Old Maid Stigma: A product of the Obsessive Dating Compulsion Disorder, the Old Maid Stigma arises from feelings of inadequacy or guilt for not being married or not dating as frequently as expected. This stigma occurs in the young female population in Provo.
Typically the Old Maid Stigma is expressed at a comparatively young age — I’ve heard females as young as 19 express their feelings of insufficiency for being single. The Old Maid Stigma is sometimes self-inflicted, although informants discussed with me the interrogations they receive pertaining to their marital status on a constant basis.
Pedestrian Deviancies: Pedestrians at BYU have a reputation for being oblivious to traffic, so much so that they have been dubbed “Zoodestrians.” This behavior can mostly be attributed to general distractions and absent-mindedness; However, I’ve heard it conjectured that it comes from the feeling of invincibility — being protected by God.
RM Adjustment Syndrome: Adjusting to life after a mission can be extremely difficult for some people. Essentially, missionaries are prescribed a certain role with rigorous duties to fulfill, and transitioning to another role (that of a returned missionary) is sometimes an arduous process. Returned missionaries cope with the adjustment in various ways. Some find laborious door-knocking reminiscent of their mission days and become salesmen.
BYU Big Brother Paranoia: Like unto Orwell’s 1984, students and professors are paranoid of BYU Big Brother. One line in the school’s Honor Code (“Encourage others in their commitment to comply with the Honor Code”) certainly doesn’t help ease this paranoia. I’ve seen professors look around suspiciously while they whisper opinions to their class in fear of an eavesdropping institution. This paranoia is rumored to have come from the Wilkinson era where purported “spies” were placed in classrooms to ensure that professors were not teaching heretical ideas.

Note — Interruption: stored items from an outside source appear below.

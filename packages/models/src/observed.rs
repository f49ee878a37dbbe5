//! Observed groundwater levels: monitoring stations (`stationer`) and
//! level measurements (`nivaer`).
//!
//! These collections are usually queried by station code, so the property
//! structs keep the API's own field names.

use std::collections::BTreeMap;

use chrono::{DateTime, Utc};
use serde::{Deserialize, Serialize};

use crate::dates::parse_optional;
use crate::{FeatureCollection, TableRecord};

/// Properties of a groundwater monitoring station.
#[derive(Debug, Clone, Default, PartialEq, Serialize, Deserialize)]
#[serde(default)]
pub struct StationProperties {
    /// Internal row id.
    pub rowid: Option<i64>,
    /// Station code (e.g. `"95_2"`).
    pub platsbeteckning: Option<String>,
    /// Observation site name (e.g. `"Lagga_2"`).
    pub obsplatsnamn: Option<String>,
    /// Municipality.
    pub kommun: Option<String>,
    /// County.
    pub lan: Option<String>,
    /// Province.
    pub landskap: Option<String>,
    /// Aquifer type description.
    pub akvifer_tx: Option<String>,
    /// Well depth in metres.
    pub djup_m: Option<f64>,
    /// Top of pipe, metres above sea level.
    pub roropp_m_o_h: Option<f64>,
    /// Bottom of pipe, metres above sea level.
    pub rorbotten_m_o_h: Option<f64>,
    /// Ground surface, metres above sea level.
    pub markyta_m_o_h: Option<f64>,
    /// Station status (e.g. `"aktiv"`).
    pub status: Option<String>,
    /// Installation date.
    pub installerad: Option<String>,
    /// Decommissioning date.
    pub avslutad: Option<String>,
    /// Fields not modelled above.
    #[serde(flatten)]
    pub extra: BTreeMap<String, serde_json::Value>,
}

impl StationProperties {
    /// Parsed installation date.
    #[must_use]
    pub fn installation_date(&self) -> Option<DateTime<Utc>> {
        parse_optional(self.installerad.as_deref())
    }

    /// Parsed decommissioning date.
    #[must_use]
    pub fn closure_date(&self) -> Option<DateTime<Utc>> {
        parse_optional(self.avslutad.as_deref())
    }
}

impl TableRecord for StationProperties {
    fn date_columns(&self) -> Vec<(&'static str, Option<DateTime<Utc>>)> {
        vec![
            ("installation_date", self.installation_date()),
            ("closure_date", self.closure_date()),
        ]
    }
}

/// Properties of a single groundwater level measurement.
#[derive(Debug, Clone, Default, PartialEq, Serialize, Deserialize)]
#[serde(default)]
pub struct MeasurementProperties {
    /// Code of the station the measurement belongs to.
    pub platsbeteckning: Option<String>,
    /// Observation timestamp as sent by the API.
    pub obsdatum: Option<String>,
    /// Groundwater level, metres above sea level.
    pub grundvattenniva_m_o_h: Option<f64>,
    /// Groundwater level, metres below the pipe top.
    pub grundvattenniva_m_urok: Option<f64>,
    /// Measurement method.
    pub metod_for_matning: Option<String>,
    /// Measurement equipment.
    pub matutrustning: Option<String>,
    /// Free-text comment.
    pub kommentar: Option<String>,
    /// Review status (e.g. `"godkänd"`).
    pub status: Option<String>,
    #[serde(flatten)]
    pub extra: BTreeMap<String, serde_json::Value>,
}

impl MeasurementProperties {
    /// Parsed observation timestamp.
    #[must_use]
    pub fn observation_date(&self) -> Option<DateTime<Utc>> {
        parse_optional(self.obsdatum.as_deref())
    }
}

impl TableRecord for MeasurementProperties {
    const PRIMARY_DATE: Option<&'static str> = Some("observation_date");
    const DEFAULT_SERIES: Option<(&'static str, &'static str)> =
        Some(("observation_date", "grundvattenniva_m_o_h"));

    fn date_columns(&self) -> Vec<(&'static str, Option<DateTime<Utc>>)> {
        vec![("observation_date", self.observation_date())]
    }
}

/// A collection of monitoring stations.
pub type StationCollection = FeatureCollection<StationProperties>;

/// A collection of level measurements.
pub type MeasurementCollection = FeatureCollection<MeasurementProperties>;
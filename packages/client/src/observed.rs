//! Observed groundwater levels: monitoring stations and their level
//! measurements.

use groundwater_models::Feature;
use groundwater_models::observed::{
    MeasurementCollection, MeasurementProperties, StationCollection, StationProperties,
};

use crate::ClientError;
use crate::lookup::{Target, exactly_one};
use crate::query::{ItemsQuery, QueryParams, TimeRange, and_all};
use crate::request::{RequestExecutor, Service};
use crate::selector::{CODE_FIELD, StationName, StationNames};

const STATIONS: &str = "collections/stationer/items";
const MEASUREMENTS: &str = "collections/nivaer/items";

/// Station name column.
const NAME_FIELD: &str = "obsplatsnamn";

/// Measurement timestamp column.
const DATE_FIELD: &str = "obsdatum";

/// Endpoints of the `grundvattennivaer-observerade` service.
#[derive(Debug, Clone, Copy)]
pub struct ObservedLevelsClient<'a> {
    executor: &'a RequestExecutor,
}

impl<'a> ObservedLevelsClient<'a> {
    pub(crate) const fn new(executor: &'a RequestExecutor) -> Self {
        Self { executor }
    }

    /// Lists monitoring stations.
    ///
    /// # Errors
    ///
    /// Returns [`ClientError`] if any request fails or the response cannot
    /// be decoded.
    pub fn stations(&self, query: &ItemsQuery) -> Result<StationCollection, ClientError> {
        self.executor
            .get_collection(Service::ObservedLevels, STATIONS, query.to_params())
    }

    /// Fetches one station by feature id (e.g. `"stationer.4086"`).
    ///
    /// # Errors
    ///
    /// Returns [`ClientError::NotFound`] or [`ClientError::MultipleReturned`]
    /// unless exactly one station comes back.
    pub fn station(&self, id: &str) -> Result<Feature<StationProperties>, ClientError> {
        let collection = self.executor.get_collection(
            Service::ObservedLevels,
            &format!("{STATIONS}/{id}"),
            QueryParams::new(),
        )?;
        exactly_one(collection, Target::Id { kind: "Station", id })
    }

    /// Fetches the station with the given code or name.
    ///
    /// # Errors
    ///
    /// Returns [`ClientError::NotFound`] or [`ClientError::MultipleReturned`]
    /// unless exactly one station matches.
    pub fn station_by_name(
        &self,
        name: &StationName,
    ) -> Result<Feature<StationProperties>, ClientError> {
        let filter = name.filter(NAME_FIELD);
        let collection = self.stations(&ItemsQuery::new().with_filter(&filter))?;
        exactly_one(
            collection,
            Target::Filter {
                kind: "stations",
                filter: &filter,
            },
        )
    }

    /// Fetches every station with one of the given codes or names.
    ///
    /// Filters in `query` are combined with the name filter.
    ///
    /// # Errors
    ///
    /// Returns [`ClientError::InvalidArgument`] for an empty list, or any
    /// request error.
    pub fn stations_by_names(
        &self,
        names: &StationNames,
        query: &ItemsQuery,
    ) -> Result<StationCollection, ClientError> {
        let filter = names.filter(NAME_FIELD)?;
        self.stations(&query.clone().and_filter(&filter))
    }

    /// Lists level measurements.
    ///
    /// # Errors
    ///
    /// Returns [`ClientError`] if any request fails or the response cannot
    /// be decoded.
    pub fn measurements(&self, query: &ItemsQuery) -> Result<MeasurementCollection, ClientError> {
        self.executor
            .get_collection(Service::ObservedLevels, MEASUREMENTS, query.to_params())
    }

    /// Fetches one measurement by feature id (e.g. `"nivaer.1"`).
    ///
    /// # Errors
    ///
    /// Returns [`ClientError::NotFound`] or [`ClientError::MultipleReturned`]
    /// unless exactly one measurement comes back.
    pub fn measurement(&self, id: &str) -> Result<Feature<MeasurementProperties>, ClientError> {
        let collection = self.executor.get_collection(
            Service::ObservedLevels,
            &format!("{MEASUREMENTS}/{id}"),
            QueryParams::new(),
        )?;
        exactly_one(
            collection,
            Target::Id {
                kind: "Measurement",
                id,
            },
        )
    }

    /// Fetches the measurements of one station, optionally within a time
    /// range.
    ///
    /// A [`StationName::Name`] costs an extra request to resolve the
    /// station code first.
    ///
    /// # Errors
    ///
    /// Returns [`ClientError`] if the station lookup or the measurement
    /// request fails.
    pub fn measurements_by_name(
        &self,
        name: &StationName,
        range: &TimeRange,
        limit: Option<u64>,
    ) -> Result<MeasurementCollection, ClientError> {
        let code = match name {
            StationName::Code(code) => code.clone(),
            StationName::Name(station_name) => {
                log::warn!(
                    "Looking up measurements by '{NAME_FIELD}' needs an extra request to \
                     resolve the station; pass the '{CODE_FIELD}' code directly when known"
                );
                self.station_by_name(name)?
                    .properties
                    .platsbeteckning
                    .ok_or_else(|| missing_code(station_name))?
            }
        };

        self.measurements(&measurement_query(
            StationName::Code(code).filter(NAME_FIELD),
            range,
            limit,
        ))
    }

    /// Fetches the measurements of several stations, optionally within a
    /// time range.
    ///
    /// # Errors
    ///
    /// Returns [`ClientError::InvalidArgument`] for an empty list,
    /// [`ClientError::NotFound`] if no station matches the given names, or
    /// any request error.
    pub fn measurements_by_names(
        &self,
        names: &StationNames,
        range: &TimeRange,
        limit: Option<u64>,
    ) -> Result<MeasurementCollection, ClientError> {
        let codes = match names {
            StationNames::Codes(codes) => codes.clone(),
            StationNames::Names(_) => {
                log::warn!(
                    "Looking up measurements by '{NAME_FIELD}' needs an extra request to \
                     resolve the stations; pass the '{CODE_FIELD}' codes directly when known"
                );
                let stations = self.stations_by_names(names, &ItemsQuery::new())?;
                if stations.is_empty() {
                    return Err(ClientError::NotFound(format!(
                        "No stations found for {}",
                        names.filter(NAME_FIELD)?
                    )));
                }
                stations
                    .into_iter()
                    .map(|station| {
                        let name = station.properties.obsplatsnamn.unwrap_or(station.id);
                        station
                            .properties
                            .platsbeteckning
                            .ok_or_else(|| missing_code(&name))
                    })
                    .collect::<Result<Vec<_>, _>>()?
            }
        };

        self.measurements(&measurement_query(
            StationNames::Codes(codes).filter(NAME_FIELD)?,
            range,
            limit,
        ))
    }
}

fn measurement_query(station_filter: String, range: &TimeRange, limit: Option<u64>) -> ItemsQuery {
    let mut filters = vec![station_filter];
    filters.extend(range.filters(DATE_FIELD));

    let query = ItemsQuery::new().with_filter(&and_all(&filters));
    match limit {
        Some(limit) => query.with_limit(limit),
        None => query,
    }
}

fn missing_code(station_name: &str) -> ClientError {
    ClientError::InvalidArgument(format!(
        "Station '{station_name}' has no '{CODE_FIELD}' code"
    ))
}
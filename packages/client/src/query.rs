//! Query parameters and CQL filter construction.
//!
//! [`ItemsQuery`] holds the logical filters an `items` endpoint accepts and
//! serialises them with [`ItemsQuery::to_params`] into the flat wire form
//! the request executor sends: bounding boxes and sort lists become
//! comma-joined strings, everything else passes through.

use std::collections::BTreeMap;
use std::fmt;
use std::str::FromStr;

use chrono::{DateTime, Utc};

/// Query parameter carrying the page offset.
pub const START_INDEX_PARAM: &str = "startIndex";

/// Query parameter carrying the page size.
pub const LIMIT_PARAM: &str = "limit";

/// A single query parameter value.
#[derive(Debug, Clone, PartialEq)]
pub enum QueryValue {
    /// Sent verbatim.
    Text(String),
    /// An integer.
    Integer(i64),
    /// A floating point number.
    Number(f64),
}

impl QueryValue {
    /// Reads the value as a non-negative integer.
    ///
    /// Numeric text (`"100"`) is accepted as well.
    #[must_use]
    pub fn as_u64(&self) -> Option<u64> {
        match self {
            Self::Integer(n) => u64::try_from(*n).ok(),
            Self::Text(s) => s.trim().parse().ok(),
            Self::Number(_) => None,
        }
    }
}

impl fmt::Display for QueryValue {
    fn fmt(&self, f: &mut fmt::Formatter<'_>) -> fmt::Result {
        match self {
            Self::Text(s) => f.write_str(s),
            Self::Integer(n) => write!(f, "{n}"),
            Self::Number(n) => write!(f, "{n}"),
        }
    }
}

impl From<&str> for QueryValue {
    fn from(value: &str) -> Self {
        Self::Text(value.to_owned())
    }
}

impl From<String> for QueryValue {
    fn from(value: String) -> Self {
        Self::Text(value)
    }
}

impl From<i64> for QueryValue {
    fn from(value: i64) -> Self {
        Self::Integer(value)
    }
}

impl From<u64> for QueryValue {
    fn from(value: u64) -> Self {
        Self::Integer(i64::try_from(value).unwrap_or(i64::MAX))
    }
}

impl From<f64> for QueryValue {
    fn from(value: f64) -> Self {
        Self::Number(value)
    }
}

/// Ordered query parameters, as sent on the wire.
pub type QueryParams = BTreeMap<String, QueryValue>;

/// Renders parameters as `(key, value)` string pairs.
#[must_use]
pub fn to_pairs(params: &QueryParams) -> Vec<(String, String)> {
    params
        .iter()
        .map(|(key, value)| (key.clone(), value.to_string()))
        .collect()
}

/// A WGS 84 bounding box.
#[derive(Debug, Clone, Copy, PartialEq)]
pub struct Bbox {
    pub min_lon: f64,
    pub min_lat: f64,
    pub max_lon: f64,
    pub max_lat: f64,
}

impl Bbox {
    #[must_use]
    pub const fn new(min_lon: f64, min_lat: f64, max_lon: f64, max_lat: f64) -> Self {
        Self {
            min_lon,
            min_lat,
            max_lon,
            max_lat,
        }
    }

    /// A square box of `buffer` degrees on each side of a point.
    #[must_use]
    pub fn around(lat: f64, lon: f64, buffer: f64) -> Self {
        Self::new(lon - buffer, lat - buffer, lon + buffer, lat + buffer)
    }

    /// Wire form: `min_lon,min_lat,max_lon,max_lat`.
    #[must_use]
    pub fn to_wire(&self) -> String {
        format!(
            "{},{},{},{}",
            self.min_lon, self.min_lat, self.max_lon, self.max_lat
        )
    }
}

/// Sort order for one field.
#[derive(Debug, Clone, Copy, PartialEq, Eq, Hash, Default)]
pub enum SortDirection {
    #[default]
    Ascending,
    Descending,
}

/// One `sortby` entry.
#[derive(Debug, Clone, PartialEq, Eq, Hash)]
pub struct SortBy {
    pub field: String,
    pub direction: SortDirection,
}

impl SortBy {
    #[must_use]
    pub fn asc(field: &str) -> Self {
        Self {
            field: field.to_owned(),
            direction: SortDirection::Ascending,
        }
    }

    #[must_use]
    pub fn desc(field: &str) -> Self {
        Self {
            field: field.to_owned(),
            direction: SortDirection::Descending,
        }
    }
}

impl fmt::Display for SortBy {
    fn fmt(&self, f: &mut fmt::Formatter<'_>) -> fmt::Result {
        let sign = match self.direction {
            SortDirection::Ascending => '+',
            SortDirection::Descending => '-',
        };
        write!(f, "{sign}{}", self.field)
    }
}

impl FromStr for SortBy {
    type Err = String;

    /// Parses `"+field"`, `"-field"` or a bare `"field"` (ascending).
    fn from_str(s: &str) -> Result<Self, Self::Err> {
        let s = s.trim();
        let (direction, field) = if let Some(field) = s.strip_prefix('-') {
            (SortDirection::Descending, field)
        } else {
            (
                SortDirection::Ascending,
                s.strip_prefix('+').unwrap_or(s),
            )
        };

        if field.is_empty() {
            return Err(format!("empty sort field in '{s}'"));
        }

        Ok(Self {
            field: field.to_owned(),
            direction,
        })
    }
}

/// Filters accepted by every `collections/{name}/items` endpoint.
#[derive(Debug, Clone, Default, PartialEq)]
pub struct ItemsQuery {
    /// Spatial filter.
    pub bbox: Option<Bbox>,
    /// Date/time filter: an RFC 3339 instant or an interval.
    pub datetime: Option<String>,
    /// Maximum number of features to fetch in total. Larger results are
    /// paginated transparently.
    pub limit: Option<u64>,
    /// CQL filter expression.
    pub filter: Option<String>,
    /// Sort order.
    pub sortby: Vec<SortBy>,
    /// Extra parameters passed through unchanged.
    pub extra: QueryParams,
}

impl ItemsQuery {
    #[must_use]
    pub fn new() -> Self {
        Self::default()
    }

    #[must_use]
    pub const fn with_bbox(mut self, bbox: Bbox) -> Self {
        self.bbox = Some(bbox);
        self
    }

    #[must_use]
    pub fn with_datetime(mut self, datetime: &str) -> Self {
        self.datetime = Some(datetime.to_owned());
        self
    }

    #[must_use]
    pub const fn with_limit(mut self, limit: u64) -> Self {
        self.limit = Some(limit);
        self
    }

    /// Replaces the filter expression.
    #[must_use]
    pub fn with_filter(mut self, filter: &str) -> Self {
        self.filter = Some(filter.to_owned());
        self
    }

    /// Adds a filter expression, `AND`-ed with any existing one.
    #[must_use]
    pub fn and_filter(mut self, filter: &str) -> Self {
        self.filter = Some(match self.filter.take() {
            Some(existing) if !existing.trim().is_empty() => format!("{existing} AND {filter}"),
            _ => filter.to_owned(),
        });
        self
    }

    #[must_use]
    pub fn with_sort(mut self, sort: SortBy) -> Self {
        self.sortby.push(sort);
        self
    }

    /// Adds a raw parameter.
    #[must_use]
    pub fn with_param(mut self, key: &str, value: impl Into<QueryValue>) -> Self {
        self.extra.insert(key.to_owned(), value.into());
        self
    }

    /// Serialises the query to wire parameters.
    ///
    /// Unset fields are omitted. Extra parameters do not override the typed
    /// fields.
    #[must_use]
    pub fn to_params(&self) -> QueryParams {
        let mut params = self.extra.clone();

        if let Some(bbox) = &self.bbox {
            params.insert("bbox".to_owned(), QueryValue::Text(bbox.to_wire()));
        }
        if let Some(datetime) = &self.datetime {
            params.insert("datetime".to_owned(), QueryValue::Text(datetime.clone()));
        }
        if let Some(limit) = self.limit {
            params.insert(LIMIT_PARAM.to_owned(), QueryValue::from(limit));
        }
        if let Some(filter) = &self.filter {
            params.insert("filter".to_owned(), QueryValue::Text(filter.clone()));
        }
        if !self.sortby.is_empty() {
            let joined = self
                .sortby
                .iter()
                .map(ToString::to_string)
                .collect::<Vec<_>>()
                .join(",");
            params.insert("sortby".to_owned(), QueryValue::Text(joined));
        }

        params
    }
}

/// A bound of a time-range filter.
#[derive(Debug, Clone, PartialEq, Eq)]
pub enum TimeBound {
    /// Inserted into the filter as-is (e.g. `"2020-01-01"`).
    Text(String),
    /// Rendered as `YYYY-MM-DDTHH:MM:SS+00:00`.
    Instant(DateTime<Utc>),
}

impl fmt::Display for TimeBound {
    fn fmt(&self, f: &mut fmt::Formatter<'_>) -> fmt::Result {
        match self {
            Self::Text(s) => f.write_str(s),
            Self::Instant(dt) => write!(f, "{}", dt.format("%Y-%m-%dT%H:%M:%S+00:00")),
        }
    }
}

impl From<&str> for TimeBound {
    fn from(value: &str) -> Self {
        Self::Text(value.to_owned())
    }
}

impl From<DateTime<Utc>> for TimeBound {
    fn from(value: DateTime<Utc>) -> Self {
        Self::Instant(value)
    }
}

/// An optional time window for the `by_name` style lookups.
#[derive(Debug, Clone, Default, PartialEq, Eq)]
pub struct TimeRange {
    /// Inclusive lower bound.
    pub tmin: Option<TimeBound>,
    /// Inclusive upper bound.
    pub tmax: Option<TimeBound>,
}

impl TimeRange {
    /// No time restriction.
    #[must_use]
    pub fn all() -> Self {
        Self::default()
    }

    #[must_use]
    pub fn between(tmin: impl Into<TimeBound>, tmax: impl Into<TimeBound>) -> Self {
        Self {
            tmin: Some(tmin.into()),
            tmax: Some(tmax.into()),
        }
    }

    #[must_use]
    pub fn since(tmin: impl Into<TimeBound>) -> Self {
        Self {
            tmin: Some(tmin.into()),
            tmax: None,
        }
    }

    #[must_use]
    pub fn until(tmax: impl Into<TimeBound>) -> Self {
        Self {
            tmin: None,
            tmax: Some(tmax.into()),
        }
    }

    /// CQL comparisons on `field` for whichever bounds are set.
    #[must_use]
    pub fn filters(&self, field: &str) -> Vec<String> {
        datetime_filters(field, self.tmin.as_ref(), self.tmax.as_ref())
    }
}

/// Quotes a string literal for CQL, doubling embedded single quotes.
fn quote(value: &str) -> String {
    format!("'{}'", value.replace('\'', "''"))
}

/// `field='value'`
#[must_use]
pub fn eq_filter(field: &str, value: &str) -> String {
    format!("{field}={}", quote(value))
}

/// `field in ('a', 'b')`
#[must_use]
pub fn in_filter<S: AsRef<str>>(field: &str, values: &[S]) -> String {
    let quoted = values
        .iter()
        .map(|v| quote(v.as_ref()))
        .collect::<Vec<_>>()
        .join(", ");
    format!("{field} in ({quoted})")
}

/// `field = 1`
#[must_use]
pub fn eq_filter_number(field: &str, value: i64) -> String {
    format!("{field} = {value}")
}

/// `field in (1, 2)`
#[must_use]
pub fn in_filter_numbers(field: &str, values: &[i64]) -> String {
    let joined = values
        .iter()
        .map(ToString::to_string)
        .collect::<Vec<_>>()
        .join(", ");
    format!("{field} in ({joined})")
}

/// `field >= 'tmin'` and `field <= 'tmax'` for whichever bounds are set.
#[must_use]
pub fn datetime_filters(
    field: &str,
    tmin: Option<&TimeBound>,
    tmax: Option<&TimeBound>,
) -> Vec<String> {
    let mut filters = Vec::new();
    if let Some(tmin) = tmin {
        filters.push(format!("{field} >= '{tmin}'"));
    }
    if let Some(tmax) = tmax {
        filters.push(format!("{field} <= '{tmax}'"));
    }
    filters
}

/// Joins filter expressions with ` AND `.
#[must_use]
pub fn and_all(filters: &[String]) -> String {
    filters.join(" AND ")
}
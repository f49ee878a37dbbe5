//! The HTTP seam.
//!
//! [`Transport`] performs exactly one logical HTTP call (retries
//! included) and reports the raw outcome. [`ReqwestTransport`] is the real
//! implementation; tests substitute a scripted one. `reqwest` errors are
//! classified into [`TransportFailure`] here and never leave this module.

use std::collections::BTreeMap;
use std::error::Error as _;

use reqwest::header::{ACCEPT, HeaderMap, HeaderValue};
use serde_json::Value;
use strum_macros::{AsRefStr, Display};

use crate::ClientError;
use crate::config::ClientConfig;
use crate::query::{QueryParams, to_pairs};
use crate::retry::RetryPolicy;

/// Media types the client accepts.
const ACCEPT_GEOJSON: &str = "application/geo+json, application/json";

/// HTTP method.
#[derive(Debug, Clone, Copy, PartialEq, Eq, Hash, Display, AsRefStr)]
#[strum(serialize_all = "UPPERCASE")]
pub enum Method {
    Get,
    Post,
}

impl Method {
    /// Returns `true` for read requests, the only ones that get paginated.
    #[must_use]
    pub const fn is_read(self) -> bool {
        matches!(self, Self::Get)
    }
}

/// One request as handed to a [`Transport`].
#[derive(Debug, Clone, PartialEq)]
pub struct HttpRequest {
    pub method: Method,
    /// Absolute URL without query string.
    pub url: String,
    pub params: QueryParams,
    /// JSON body, sent with `POST`.
    pub body: Option<Value>,
    /// Headers added on top of the client defaults.
    pub headers: BTreeMap<String, String>,
}

impl HttpRequest {
    #[must_use]
    pub fn get(url: &str, params: QueryParams) -> Self {
        Self {
            method: Method::Get,
            url: url.to_owned(),
            params,
            body: None,
            headers: BTreeMap::new(),
        }
    }

    #[must_use]
    pub fn post(url: &str, body: Value) -> Self {
        Self {
            method: Method::Post,
            url: url.to_owned(),
            params: QueryParams::new(),
            body: Some(body),
            headers: BTreeMap::new(),
        }
    }

    #[must_use]
    pub fn with_header(mut self, key: &str, value: &str) -> Self {
        self.headers.insert(key.to_owned(), value.to_owned());
        self
    }

    /// Same request with different query parameters.
    #[must_use]
    pub fn with_params(&self, params: QueryParams) -> Self {
        Self {
            params,
            ..self.clone()
        }
    }
}

/// Status and body of a completed HTTP exchange.
#[derive(Debug, Clone, PartialEq, Eq)]
pub struct RawResponse {
    pub status: u16,
    /// Final URL, including the query string.
    pub url: String,
    pub body: String,
}

impl RawResponse {
    /// Returns `true` for 2xx statuses.
    #[must_use]
    pub const fn is_success(&self) -> bool {
        self.status >= 200 && self.status < 300
    }

    /// Decodes the body as JSON.
    ///
    /// # Errors
    ///
    /// Returns [`serde_json::Error`] if the body is not valid JSON.
    pub fn json(&self) -> Result<Value, serde_json::Error> {
        serde_json::from_str(&self.body)
    }
}

/// A call that produced no HTTP response.
#[derive(Debug, Clone, PartialEq, Eq, thiserror::Error)]
pub enum TransportFailure {
    /// Timed out while connecting.
    #[error("connect timeout: {0}")]
    ConnectTimeout(String),
    /// Timed out while waiting for data.
    #[error("read timeout: {0}")]
    ReadTimeout(String),
    /// Could not connect or the connection dropped.
    #[error("connection error: {0}")]
    Connection(String),
    /// Anything else (bad URL, TLS setup, body encoding, ...).
    #[error("{0}")]
    Other(String),
}

impl TransportFailure {
    /// Returns `true` if re-sending might succeed.
    #[must_use]
    pub const fn is_transient(&self) -> bool {
        matches!(
            self,
            Self::ConnectTimeout(_) | Self::ReadTimeout(_) | Self::Connection(_)
        )
    }
}

/// Performs HTTP calls for the request executor.
pub trait Transport: Send + Sync {
    /// Sends one request, retrying as configured.
    ///
    /// # Errors
    ///
    /// Returns [`TransportFailure`] if no response was received. Non-2xx
    /// responses are not errors at this level.
    fn send(&self, request: &HttpRequest) -> Result<RawResponse, TransportFailure>;
}

/// Blocking `reqwest` transport with retry.
#[derive(Debug)]
pub struct ReqwestTransport {
    client: reqwest::blocking::Client,
    retry: RetryPolicy,
}

impl ReqwestTransport {
    /// Builds the HTTP client from a config.
    ///
    /// # Errors
    ///
    /// Returns [`ClientError::Request`] if the TLS backend or client cannot
    /// be initialised.
    pub fn new(config: &ClientConfig) -> Result<Self, ClientError> {
        let mut headers = HeaderMap::new();
        headers.insert(ACCEPT, HeaderValue::from_static(ACCEPT_GEOJSON));

        let client = reqwest::blocking::Client::builder()
            .timeout(config.timeout())
            .connect_timeout(config.timeout())
            .user_agent(config.user_agent.clone())
            .default_headers(headers)
            .build()
            .map_err(|e| ClientError::Request {
                url: config.base_url().to_owned(),
                message: format!("failed to build HTTP client: {}", describe(&e)),
            })?;

        Ok(Self {
            client,
            retry: RetryPolicy::new(config.max_retries, config.backoff_factor()),
        })
    }

    fn send_once(&self, request: &HttpRequest) -> Result<RawResponse, TransportFailure> {
        let mut builder = match request.method {
            Method::Get => self.client.get(&request.url),
            Method::Post => self.client.post(&request.url),
        };

        if !request.params.is_empty() {
            builder = builder.query(&to_pairs(&request.params));
        }
        for (key, value) in &request.headers {
            builder = builder.header(key.as_str(), value.as_str());
        }
        if let Some(body) = &request.body {
            builder = builder.json(body);
        }

        let response = builder.send().map_err(|e| classify(&e))?;
        let status = response.status().as_u16();
        let url = response.url().to_string();
        let body = response.text().map_err(|e| classify(&e))?;

        Ok(RawResponse { status, url, body })
    }

    /// Only reads are re-sent; a `POST` gets a single attempt.
    const fn policy_for(&self, method: Method) -> RetryPolicy {
        if method.is_read() {
            self.retry
        } else {
            RetryPolicy::new(0, self.retry.backoff_factor)
        }
    }
}

impl Transport for ReqwestTransport {
    fn send(&self, request: &HttpRequest) -> Result<RawResponse, TransportFailure> {
        self.policy_for(request.method)
            .run(|| self.send_once(request), std::thread::sleep)
    }
}

/// Sorts a `reqwest` error into a [`TransportFailure`].
fn classify(err: &reqwest::Error) -> TransportFailure {
    let message = describe(err);
    if err.is_timeout() {
        if err.is_connect() {
            TransportFailure::ConnectTimeout(message)
        } else {
            TransportFailure::ReadTimeout(message)
        }
    } else if err.is_connect() || err.is_body() {
        TransportFailure::Connection(message)
    } else {
        TransportFailure::Other(message)
    }
}

/// The error message followed by its source chain.
fn describe(err: &reqwest::Error) -> String {
    let mut message = err.to_string();
    let mut source = err.source();
    while let Some(cause) = source {
        message.push_str(": ");
        message.push_str(&cause.to_string());
        source = cause.source();
    }
    message
}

The discordance between role performance and role expectations is the basis of these neuroses, which is subsequently compounded by the dialectal relationship of the religion, the institution, and the people. These are just some of the many culture-bound syndromes that inflict the idiosyncratic culture that is Provo. And that’s why I love it.
1 You wouldn’t find anyone in Ethiopia barfing up meals on purpose.
2 Quintessential checklist: go to BYU, go on a mission, get married immediately thereafter, and reproduce like rabbits.